Bone marrow cells, thymocytes, splenocytes, or peripheral blood cells were isolated, and RBC lysis buffer was added to remove the RBCs. Cells were stained at a 1:200 dilution with 15 mouse fluorochrome-conjugated monoclonal antibodies specific for the following murine cell surface markers encompassing the major immune lineages: B220, CD19, IgM, IgD, CD3ε, CD4, CD5, CD11c, CD44, CD43, CD25, CD21, CD23, BP-1 (BD PharMingen), CD8α, CD11b, NK1.1 (Biolegend), F4/80, and CD62L (Tonbo Biosciences), and in the presence of anti-mouse CD16/32 antibody (Tonbo Biosciences) for 1 h at 4°C. After staining, cells were washed twice in PBS and analyzed by flow cytometry.

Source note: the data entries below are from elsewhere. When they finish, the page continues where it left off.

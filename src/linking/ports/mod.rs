//! Port contracts for pull-request-to-task linking.
//!
//! Ports define infrastructure-agnostic interfaces used by linking services.

pub mod tracker;

#[cfg(test)]
pub use tracker::MockTaskTracker;
pub use tracker::{TaskTracker, TrackerError, TrackerResult};
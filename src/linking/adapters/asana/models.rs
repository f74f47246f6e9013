//! Wire models for the Asana REST API.

use crate::linking::domain::{
    ProjectMembership, ProjectRef, SectionRef, TaskComment, TaskGid, TrackedTask,
};
use serde::Deserialize;

/// Story subtype Asana assigns to user comments.
const COMMENT_STORY_SUBTYPE: &str = "comment_added";

#[derive(Debug, Deserialize)]
pub(super) struct DataEnvelope<T> {
    pub(super) data: T,
}

#[derive(Debug, Deserialize)]
pub(super) struct PageEnvelope<T> {
    pub(super) data: Vec<T>,
    #[serde(default)]
    pub(super) next_page: Option<NextPage>,
}

#[derive(Debug, Deserialize)]
pub(super) struct NextPage {
    pub(super) offset: String,
}

#[derive(Debug, Clone, Deserialize)]
pub(super) struct NamedResource {
    pub(super) gid: String,
    #[serde(default)]
    pub(super) name: Option<String>,
}

impl NamedResource {
    fn into_project(self) -> ProjectRef {
        ProjectRef::new(self.gid, self.name.unwrap_or_default())
    }

    pub(super) fn into_section(self) -> SectionRef {
        SectionRef::new(self.gid, self.name.unwrap_or_default())
    }
}

#[derive(Debug, Deserialize)]
pub(super) struct MembershipPayload {
    #[serde(default)]
    project: Option<NamedResource>,
    #[serde(default)]
    section: Option<NamedResource>,
}

#[derive(Debug, Deserialize)]
pub(super) struct TaskPayload {
    #[serde(default)]
    memberships: Vec<MembershipPayload>,
    #[serde(default)]
    projects: Vec<NamedResource>,
}

impl TaskPayload {
    /// Merges `memberships` and `projects` into one membership per project.
    ///
    /// Projects listed only under `projects` carry no section.
    pub(super) fn into_tracked(self, gid: TaskGid) -> TrackedTask {
        let mut memberships: Vec<ProjectMembership> = self
            .memberships
            .into_iter()
            .filter_map(|membership| {
                Some(ProjectMembership {
                    project: membership.project?.into_project(),
                    section: membership.section.map(NamedResource::into_section),
                })
            })
            .collect();

        for project in self.projects {
            let known = memberships
                .iter()
                .any(|membership| membership.project.gid.as_str() == project.gid);
            if !known {
                memberships.push(ProjectMembership {
                    project: project.into_project(),
                    section: None,
                });
            }
        }
        TrackedTask::new(gid, memberships)
    }
}

#[derive(Debug, Deserialize)]
pub(super) struct StoryPayload {
    #[serde(default)]
    text: Option<String>,
    #[serde(default)]
    resource_subtype: Option<String>,
}

impl StoryPayload {
    /// Returns the story as a comment when it is a user comment.
    pub(super) fn into_comment(self) -> Option<TaskComment> {
        if self.resource_subtype.as_deref() != Some(COMMENT_STORY_SUBTYPE) {
            return None;
        }
        self.text.map(TaskComment::new)
    }
}
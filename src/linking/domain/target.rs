//! Desired (project, section) placements for linked tasks.

use super::LinkingDomainError;
use serde::{Deserialize, Serialize};
use std::fmt;

/// A desired section placement inside a named project.
///
/// Projects and sections are addressed by their display names, exactly as
/// the workflow author writes them in the `targets` input.
///
/// # Examples
///
///     use asana_pr_linker::linking::domain::Target;
///
///     let targets = Target::parse_list(r#"[{"project": "Web", "section": "In Review"}]"#)
///         .expect("valid targets");
///     assert_eq!(targets[0].to_string(), "Web/In Review");
#[derive(Debug, Clone, PartialEq, Eq, Hash, Serialize, Deserialize)]
#[serde(try_from = "RawTarget")]
pub struct Target {
    project: String,
    section: String,
}

#[derive(Deserialize)]
struct RawTarget {
    project: String,
    section: String,
}

impl TryFrom<RawTarget> for Target {
    type Error = LinkingDomainError;

    fn try_from(raw: RawTarget) -> Result<Self, Self::Error> {
        Self::new(raw.project, raw.section)
    }
}

impl Target {
    /// Creates a validated target.
    ///
    /// # Errors
    ///
    /// Returns [`LinkingDomainError::EmptyTargetProject`] or
    /// [`LinkingDomainError::EmptyTargetSection`] when a name is blank.
    pub fn new(
        project: impl Into<String>,
        section: impl Into<String>,
    ) -> Result<Self, LinkingDomainError> {
        let project_name = project.into();
        let section_name = section.into();
        if project_name.trim().is_empty() {
            return Err(LinkingDomainError::EmptyTargetProject);
        }
        if section_name.trim().is_empty() {
            return Err(LinkingDomainError::EmptyTargetSection(project_name));
        }
        Ok(Self {
            project: project_name,
            section: section_name,
        })
    }

    /// Parses the JSON `targets` input.
    ///
    /// Blank input yields no targets.
    ///
    /// # Errors
    ///
    /// Returns [`LinkingDomainError::InvalidTargets`] when the input is not a
    /// JSON array of `{project, section}` objects with non-empty names.
    pub fn parse_list(raw: &str) -> Result<Vec<Self>, LinkingDomainError> {
        if raw.trim().is_empty() {
            return Ok(Vec::new());
        }
        serde_json::from_str(raw).map_err(|err| LinkingDomainError::InvalidTargets(err.to_string()))
    }

    /// Returns the project name.
    #[must_use]
    pub fn project(&self) -> &str {
        &self.project
    }

    /// Returns the section name.
    #[must_use]
    pub fn section(&self) -> &str {
        &self.section
    }
}

impl fmt::Display for Target {
    fn fmt(&self, f: &mut fmt::Formatter<'_>) -> fmt::Result {
        write!(f, "{}/{}", self.project, self.section)
    }
}
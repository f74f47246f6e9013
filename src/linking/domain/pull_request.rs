//! Pull request values carried from the triggering event.

use serde::{Deserialize, Serialize};

/// The pull request whose description references Asana tasks.
///
/// # Examples
///
///     use asana_pr_linker::linking::domain::PullRequest;
///
///     let pr = PullRequest::new("https://github.com/acme/web/pull/42", "Fixes things")
///         .with_number(42)
///         .with_title("Fix login");
///     assert_eq!(pr.number(), Some(42));
#[derive(Debug, Clone, PartialEq, Eq, Serialize, Deserialize)]
pub struct PullRequest {
    url: String,
    body: String,
    number: Option<u64>,
    title: Option<String>,
}

impl PullRequest {
    /// Creates a pull request from its canonical URL and description body.
    #[must_use]
    pub fn new(url: impl Into<String>, body: impl Into<String>) -> Self {
        Self {
            url: url.into(),
            body: body.into(),
            number: None,
            title: None,
        }
    }

    /// Sets the pull request number.
    #[must_use]
    pub const fn with_number(mut self, number: u64) -> Self {
        self.number = Some(number);
        self
    }

    /// Sets the pull request title.
    #[must_use]
    pub fn with_title(mut self, title: impl Into<String>) -> Self {
        self.title = Some(title.into());
        self
    }

    /// Returns the canonical (HTML) pull request URL.
    #[must_use]
    pub fn url(&self) -> &str {
        &self.url
    }

    /// Returns the description body; empty when the event carried none.
    #[must_use]
    pub fn body(&self) -> &str {
        &self.body
    }

    /// Returns the pull request number, when known.
    #[must_use]
    pub const fn number(&self) -> Option<u64> {
        self.number
    }

    /// Returns the pull request title, when known.
    #[must_use]
    pub fn title(&self) -> Option<&str> {
        self.title.as_deref()
    }
}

To stain the hematopoietic progenitor compartment, bone marrow was isolated and stained with Alexa Fluor 700–conjugated lineage markers (CD3, Ly-6G/6C, CD11b, B220, and Ter-119 at a 1:50 dilution; Biolegend), c-Kit, Sca-1, CD16/32, CD34, IL-7Rα (BD PharMingen), and CD135 (Biolegend) at a 1:100 dilution for 1 h at 4°C. After staining, cells were washed twice in PBS and analyzed by flow cytometry. Data were acquired on an LSRFortessa cell analyzer (BD Bioscience) and analyzed with FlowJo software (Treestar).